What Goes Up, Must… Might Come Down
Consumer prices continue to edge closer to the Fed’s stated target rate of 2% inflation but still have a long way to go. Core CPI (consumer inflation less food and energy costs) was up 3.9% year-over-year versus 4.0% in November. That’s still double the Fed’s target. Total CPI in December (including food and energy) was closer to the 2% Fed target at 3.4% year-over-year but headed in the wrong direction, re-accelerating from November’s reading of 3.1%.
Besides the wage inflation discussed earlier, the other major factor keeping inflation higher than desired is the increasing cost of housing. The shelter index component of CPI was up 0.5% month-over-month for December and 6.2% year-over-year. Ironically, the higher interest rates engineered by the Fed to fight inflation have delayed the pace and driven up the cost of new construction, exacerbating the housing shortage and thus contributing to shelter inflation (the exact opposite impact desired by the Fed).

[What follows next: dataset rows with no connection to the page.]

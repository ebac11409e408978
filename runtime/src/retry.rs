//! Retry logic with exponential backoff for handling transient failures.
//!
//! The delay before retry `n` (0-based) is
//! `min(initial_delay * multiplier^n, max_delay)`. An operation is invoked at
//! most `max_retries + 1` times.
//!
//! # Example
//!
//! ```rust
//! use courier_runtime::retry::{RetryPolicy, retry_with_backoff};
//! use std::time::Duration;
//!
//! # async fn example() -> Result<(), Box<dyn std::error::Error>> {
//! let policy = RetryPolicy::builder()
//!     .max_retries(5)
//!     .initial_delay(Duration::from_millis(100))
//!     .max_delay(Duration::from_secs(1))
//!     .multiplier(2.0)
//!     .build();
//!
//! let result = retry_with_backoff(policy, || async {
//!     // Your fallible operation here
//!     Ok::<_, String>(42)
//! }).await?;
//! # Ok(())
//! # }
//! ```

use crate::metrics::RetryMetrics;
use std::time::Duration;
use tokio::time::sleep;

const DEFAULT_MAX_RETRIES: usize = 10;
const DEFAULT_INITIAL_DELAY: Duration = Duration::from_millis(100);
const DEFAULT_MAX_DELAY: Duration = Duration::from_secs(1);
const DEFAULT_MULTIPLIER: f64 = 2.0;

/// Retry policy configuration for exponential backoff.
///
/// # Default Values
///
/// - `max_retries`: 10
/// - `initial_delay`: 100ms
/// - `max_delay`: 1 second
/// - `multiplier`: 2.0 (delay doubles each retry)
#[derive(Debug, Clone, PartialEq)]
pub struct RetryPolicy {
    /// Maximum number of retry attempts
    pub max_retries: usize,
    /// Initial delay before first retry
    pub initial_delay: Duration,
    /// Maximum delay between retries (cap for exponential backoff)
    pub max_delay: Duration,
    /// Multiplier for exponential backoff
    pub multiplier: f64,
}

impl Default for RetryPolicy {
    fn default() -> Self {
        Self {
            max_retries: DEFAULT_MAX_RETRIES,
            initial_delay: DEFAULT_INITIAL_DELAY,
            max_delay: DEFAULT_MAX_DELAY,
            multiplier: DEFAULT_MULTIPLIER,
        }
    }
}

impl RetryPolicy {
    /// Create a new policy builder.
    #[must_use]
    pub const fn builder() -> RetryPolicyBuilder {
        RetryPolicyBuilder {
            max_retries: None,
            initial_delay: None,
            max_delay: None,
            multiplier: None,
        }
    }

    /// Calculate delay for a given attempt number.
    ///
    /// Uses exponential backoff: `initial_delay * multiplier^attempt`,
    /// capped at `max_delay`.
    #[must_use]
    #[allow(
        clippy::cast_precision_loss,
        clippy::cast_possible_truncation,
        clippy::cast_sign_loss,
        clippy::cast_possible_wrap
    )]
    pub fn delay_for_attempt(&self, attempt: usize) -> Duration {
        if attempt == 0 {
            return self.initial_delay.min(self.max_delay);
        }

        let exponent = i32::try_from(attempt).unwrap_or(i32::MAX);
        let delay_ns = self.initial_delay.as_nanos() as f64 * self.multiplier.powi(exponent);

        // Saturating float-to-int cast: overflow lands on u64::MAX, then the cap applies.
        let delay = Duration::from_nanos(delay_ns as u64);

        if delay > self.max_delay {
            self.max_delay
        } else {
            delay
        }
    }
}

/// Builder for [`RetryPolicy`].
#[derive(Debug, Clone)]
pub struct RetryPolicyBuilder {
    max_retries: Option<usize>,
    initial_delay: Option<Duration>,
    max_delay: Option<Duration>,
    multiplier: Option<f64>,
}

impl RetryPolicyBuilder {
    /// Set maximum number of retries.
    #[must_use]
    pub const fn max_retries(mut self, max_retries: usize) -> Self {
        self.max_retries = Some(max_retries);
        self
    }

    /// Set initial delay before first retry.
    #[must_use]
    pub const fn initial_delay(mut self, delay: Duration) -> Self {
        self.initial_delay = Some(delay);
        self
    }

    /// Set maximum delay (cap for exponential backoff).
    #[must_use]
    pub const fn max_delay(mut self, delay: Duration) -> Self {
        self.max_delay = Some(delay);
        self
    }

    /// Set multiplier for exponential backoff.
    #[must_use]
    pub const fn multiplier(mut self, multiplier: f64) -> Self {
        self.multiplier = Some(multiplier);
        self
    }

    /// Build the [`RetryPolicy`].
    #[must_use]
    pub fn build(self) -> RetryPolicy {
        RetryPolicy {
            max_retries: self.max_retries.unwrap_or(DEFAULT_MAX_RETRIES),
            initial_delay: self.initial_delay.unwrap_or(DEFAULT_INITIAL_DELAY),
            max_delay: self.max_delay.unwrap_or(DEFAULT_MAX_DELAY),
            multiplier: self.multiplier.unwrap_or(DEFAULT_MULTIPLIER),
        }
    }
}

/// Retry an async operation with exponential backoff, treating every error
/// as retryable.
///
/// # Errors
///
/// Returns the error of the last invocation once `max_retries` retries are
/// exhausted.
///
/// # Example
///
/// ```rust
/// use courier_runtime::retry::{RetryPolicy, retry_with_backoff};
///
/// # async fn example() -> Result<(), String> {
/// let policy = RetryPolicy::default();
///
/// let result = retry_with_backoff(policy, || async {
///     // Simulated fallible operation
///     Ok::<_, String>(42)
/// }).await?;
///
/// assert_eq!(result, 42);
/// # Ok(())
/// # }
/// ```
pub async fn retry_with_backoff<F, Fut, T, E>(policy: RetryPolicy, operation: F) -> Result<T, E>
where
    F: FnMut() -> Fut,
    Fut: std::future::Future<Output = Result<T, E>>,
    E: std::fmt::Display,
{
    retry_with_predicate(policy, operation, |_| true).await
}

/// Retry an async operation with custom retry logic.
///
/// `is_retryable` decides whether an error triggers another attempt; errors it
/// rejects are returned immediately.
///
/// # Errors
///
/// Returns the first non-retryable error, or the error of the last
/// invocation once `max_retries` retries are exhausted.
///
/// # Example
///
/// ```rust
/// use courier_runtime::retry::{RetryPolicy, retry_with_predicate};
///
/// # async fn example() -> Result<(), String> {
/// let policy = RetryPolicy::default();
///
/// let result = retry_with_predicate(
///     policy,
///     || async { Ok::<_, String>(42) },
///     |err: &String| err.contains("transient"),
/// ).await?;
/// # Ok(())
/// # }
/// ```
pub async fn retry_with_predicate<F, Fut, T, E, P>(
    policy: RetryPolicy,
    mut operation: F,
    is_retryable: P,
) -> Result<T, E>
where
    F: FnMut() -> Fut,
    Fut: std::future::Future<Output = Result<T, E>>,
    E: std::fmt::Display,
    P: Fn(&E) -> bool,
{
    let mut attempt = 0;

    loop {
        match operation().await {
            Ok(result) => {
                if attempt > 0 {
                    RetryMetrics::record_success();
                    tracing::info!(attempt, "Operation succeeded after retry");
                }
                return Ok(result);
            },
            Err(err) => {
                if !is_retryable(&err) {
                    tracing::warn!(error = %err, "Error is not retryable, failing immediately");
                    return Err(err);
                }

                if attempt >= policy.max_retries {
                    RetryMetrics::record_exhausted();
                    tracing::error!(attempt, error = %err, "Operation failed after max retries");
                    return Err(err);
                }

                let delay = policy.delay_for_attempt(attempt);
                tracing::warn!(
                    attempt,
                    delay_ms = delay.as_millis(),
                    error = %err,
                    "Operation failed, retrying..."
                );

                RetryMetrics::record_attempt();
                sleep(delay).await;
                attempt += 1;
            },
        }
    }
}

Inflation at the wholesale level, considered one leading indicator for future consumer costs, has been benign for nearly a year. Year- over-year, the PPI index was up just 1.0%, and the PPI index for final demand less volatile food and energy inputs was up just under 1.8%. However, these wholesale costs have not yet worked their way into consumer prices. One reason may be that the important Services component of PPI is still showing support for higher consumer prices. In fact, they may be re-accelerating as well. The December PPI Services index was up 3.4% year-over-year, accelerating from 3.0% in November. Obviously, services are significantly impacted by a tight labor market and its related rising wages, so this trend is understandable. Nonetheless, it represents an impediment to overall inflation continuing to decline to the Fed’s 2% target overall.
Consume Boom?
The Consumer Confidence Index from the Conference Board jumped to 114.8 in January from 108.0 in December. This was led by a massive spike in the Present Situation Index, rising from 147.2 in December to 161.3 in January. Similarly, the University of Michigan Consumers Sentiment Index popped up to 79.0 in January from 69.7 for December. In the latter report, respondents’ feelings about their present situations as well as future expectations both jumped about 10 points in the survey. This is likely bolstered by the continued strength in the jobs market, moderating inflation, and the recent stock market rally.
What is interesting is that the survey respondents of the University of Michigan report said that they expect inflation for the coming year as well as the next five years to moderate to just 2.9%. However, the Conference Board data showed that consumers in its survey still expect inflation for the coming 12 months to increase by 5.2%. If the latter survey results prove to be right, this is one area ripe for disappointment for both consumers and investors alike.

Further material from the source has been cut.